::: Data for this exercise

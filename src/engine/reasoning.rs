//! Reasoning chains: creation, step linking and retrieval.

use std::collections::HashSet;

use serde::Serialize;

use crate::graph::GraphStore;
use crate::types::{
    GraphFragment, KgError, KgResult, Node, NodeData, NodeKind, ReasoningChainAttrs,
    ReasoningStepAttrs, Relation, RelationType,
};

use super::write::check_endpoint_kinds;
use super::{QueryEngine, WriteEngine};

/// A reasoning chain to create or update.
#[derive(Debug, Clone, Default)]
pub struct ChainSpec {
    pub name: String,
    /// `source_thought` names the Thought this chain elaborates.
    pub attrs: ReasoningChainAttrs,
}

/// A step to add to an existing chain.
#[derive(Debug, Clone, Default)]
pub struct StepSpec {
    pub chain: String,
    pub name: String,
    /// `step_number` sets the step's order; when absent the step is appended.
    pub attrs: ReasoningStepAttrs,
    /// Steps this one follows from (LEADS_TO edges into this step).
    pub previous_steps: Vec<String>,
}

/// Outcome of [`WriteEngine::create_chain`].
#[derive(Debug, Clone, Serialize)]
pub struct ChainCreated {
    pub chain: Node,
    pub linked_thought: Option<String>,
    pub warnings: Vec<String>,
}

/// Outcome of [`WriteEngine::add_step`].
#[derive(Debug, Clone, Serialize)]
pub struct StepAdded {
    pub step: Node,
    pub order: u32,
    pub linked_references: Vec<String>,
    pub linked_previous: Vec<String>,
    pub warnings: Vec<String>,
}

/// How to select chains for retrieval.
#[derive(Debug, Clone)]
pub enum ChainQuery {
    /// One chain by exact name.
    Name(String),
    /// Every chain matching any of these topics by relevance.
    Topics(Vec<String>),
}

fn warn(warnings: &mut Vec<String>, message: String) {
    log::warn!("{message}");
    warnings.push(message);
}

fn not_a_chain(node: &Node) -> KgError {
    KgError::TypeMismatch {
        relation: RelationType::ContainsStep.name().to_string(),
        node: node.name.clone(),
        expected: NodeKind::ReasoningChain.name().to_string(),
        found: node.kind().name().to_string(),
    }
}

fn not_a_step(node: &Node) -> KgError {
    KgError::TypeMismatch {
        relation: RelationType::ContainsStep.name().to_string(),
        node: node.name.clone(),
        expected: NodeKind::ReasoningStep.name().to_string(),
        found: node.kind().name().to_string(),
    }
}

impl WriteEngine {
    /// Create or update a reasoning chain, linking it to its source Thought
    /// when that Thought exists.
    pub fn create_chain(&self, store: &dyn GraphStore, spec: ChainSpec) -> KgResult<ChainCreated> {
        let source_thought = spec.attrs.source_thought.clone();
        let chain = self.create_node(
            store,
            Node::new(spec.name, NodeData::ReasoningChain(spec.attrs)),
        )?;

        let mut warnings = Vec::new();
        let mut linked_thought = None;
        if let Some(thought) = source_thought {
            match store.get_node(&thought)? {
                Some(node) if node.kind() == NodeKind::Thought => {
                    let link = Relation::new(&node.name, &chain.name, RelationType::HasReasoning);
                    match store.upsert_edge(link) {
                        Ok(_) => linked_thought = Some(node.name),
                        Err(e) => warn(
                            &mut warnings,
                            format!("Could not link thought '{thought}': {e}"),
                        ),
                    }
                }
                Some(node) => warn(
                    &mut warnings,
                    format!(
                        "Source thought '{thought}' is a {}, not a thought; chain left unlinked",
                        node.kind()
                    ),
                ),
                None => warn(
                    &mut warnings,
                    format!("Source thought '{thought}' not found; chain left unlinked"),
                ),
            }
        }

        Ok(ChainCreated {
            chain,
            linked_thought,
            warnings,
        })
    }

    /// Add a step to a chain.
    ///
    /// The chain must exist. The step is linked with CONTAINS_STEP{order} and
    /// the chain's `numberOfSteps` becomes the larger of its current value and
    /// the step number. REFERENCES and LEADS_TO links are best effort: missing
    /// targets become warnings and do not fail the step.
    ///
    /// A step name already held by a node of another kind (the chain itself
    /// included) is rejected with `TypeMismatch`.
    pub fn add_step(&self, store: &dyn GraphStore, spec: StepSpec) -> KgResult<StepAdded> {
        let chain = store.require_node(&spec.chain)?;
        let NodeData::ReasoningChain(chain_attrs) = &chain.data else {
            return Err(not_a_chain(&chain));
        };
        let current = chain_attrs.number_of_steps.unwrap_or(0);
        if let Some(existing) = store.get_node(&spec.name)? {
            if existing.kind() != NodeKind::ReasoningStep {
                return Err(not_a_step(&existing));
            }
        }

        let mut attrs = spec.attrs;
        let order = match attrs.step_number {
            Some(order) => order,
            None => current.checked_add(1).ok_or_else(|| KgError::ValidationFailed {
                node: chain.name.clone(),
                issues: vec![format!("numberOfSteps {current} has no successor")],
            })?,
        };
        attrs.step_number = Some(order);
        let references = attrs.supporting_references.clone();
        let step = Node::new(spec.name, NodeData::ReasoningStep(attrs));

        let contains = Relation::new(&chain.name, &step.name, RelationType::ContainsStep)
            .with_order(order);
        check_endpoint_kinds(&contains, &chain, &step)?;
        let step = self.create_node(store, step)?;
        store.upsert_edge(contains)?;

        if order > current {
            let update = ReasoningChainAttrs {
                number_of_steps: Some(order),
                ..Default::default()
            };
            store.upsert_node(Node::new(&chain.name, NodeData::ReasoningChain(update)))?;
        }

        let mut warnings = Vec::new();
        let mut linked_references = Vec::new();
        for reference in references {
            if store.get_node(&reference)?.is_none() {
                warn(
                    &mut warnings,
                    format!("Supporting reference '{reference}' not found; skipped"),
                );
                continue;
            }
            let link = Relation::new(&step.name, &reference, RelationType::References);
            match store.upsert_edge(link) {
                Ok(_) => linked_references.push(reference),
                Err(e) => warn(
                    &mut warnings,
                    format!("Could not link reference '{reference}': {e}"),
                ),
            }
        }

        let mut linked_previous = Vec::new();
        for previous in spec.previous_steps {
            match store.get_node(&previous)? {
                Some(node) if node.kind() == NodeKind::ReasoningStep => {
                    let link = Relation::new(&node.name, &step.name, RelationType::LeadsTo);
                    match store.upsert_edge(link) {
                        Ok(_) => linked_previous.push(previous),
                        Err(e) => warn(
                            &mut warnings,
                            format!("Could not link previous step '{previous}': {e}"),
                        ),
                    }
                }
                Some(node) => warn(
                    &mut warnings,
                    format!(
                        "Previous step '{previous}' is a {}, not a reasoning step; skipped",
                        node.kind()
                    ),
                ),
                None => warn(
                    &mut warnings,
                    format!("Previous step '{previous}' not found; skipped"),
                ),
            }
        }

        Ok(StepAdded {
            step,
            order,
            linked_references,
            linked_previous,
            warnings,
        })
    }
}

impl QueryEngine {
    /// A chain (or every chain matching some topics) with its ordered steps.
    pub fn reasoning_chain(
        &self,
        store: &dyn GraphStore,
        query: &ChainQuery,
    ) -> KgResult<GraphFragment> {
        let mut fragment = GraphFragment::new();
        match query {
            ChainQuery::Name(name) => {
                let chain = store.require_node(name)?;
                if chain.kind() != NodeKind::ReasoningChain {
                    return Err(not_a_chain(&chain));
                }
                expand_chain(store, chain, &mut fragment)?;
            }
            ChainQuery::Topics(topics) => {
                let mut seen = HashSet::new();
                for topic in topics {
                    let hits = self.search(store, topic, &[NodeKind::ReasoningChain], None)?;
                    for hit in hits {
                        if seen.insert(hit.node.name.clone()) {
                            expand_chain(store, hit.node, &mut fragment)?;
                        }
                    }
                }
            }
        }
        Ok(fragment)
    }
}

/// Append a chain, its steps in order and their step-level links to `fragment`.
fn expand_chain(store: &dyn GraphStore, chain: Node, fragment: &mut GraphFragment) -> KgResult<()> {
    let mut contains: Vec<Relation> = store
        .edges_from(&chain.name)?
        .into_iter()
        .filter(|e| e.relation_type == RelationType::ContainsStep)
        .collect();
    contains.sort_by_key(|e| e.order.unwrap_or(u32::MAX));

    let chain_name = chain.name.clone();
    fragment.push_node(chain);

    let mut steps = Vec::with_capacity(contains.len());
    for edge in contains {
        if let Some(step) = store.get_node(&edge.to)? {
            steps.push(step.name.clone());
            fragment.push_node(step);
            fragment.push_edge(edge);
        }
    }
    log::debug!("Chain '{chain_name}' has {} step(s)", steps.len());

    let step_set: HashSet<&str> = steps.iter().map(String::as_str).collect();
    for step in &steps {
        for edge in store.edges_from(step)? {
            match edge.relation_type {
                RelationType::LeadsTo if step_set.contains(edge.to.as_str()) => {
                    fragment.push_edge(edge);
                }
                RelationType::References => {
                    if let Some(target) = store.get_node(&edge.to)? {
                        fragment.push_node(target);
                        fragment.push_edge(edge);
                    }
                }
                _ => {}
            }
        }
    }
    Ok(())
}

::::::

▸ **What is expected**: Reply with one number, the count of lines in the data that contain "GraphStore".

▸ **Result of the task**: 5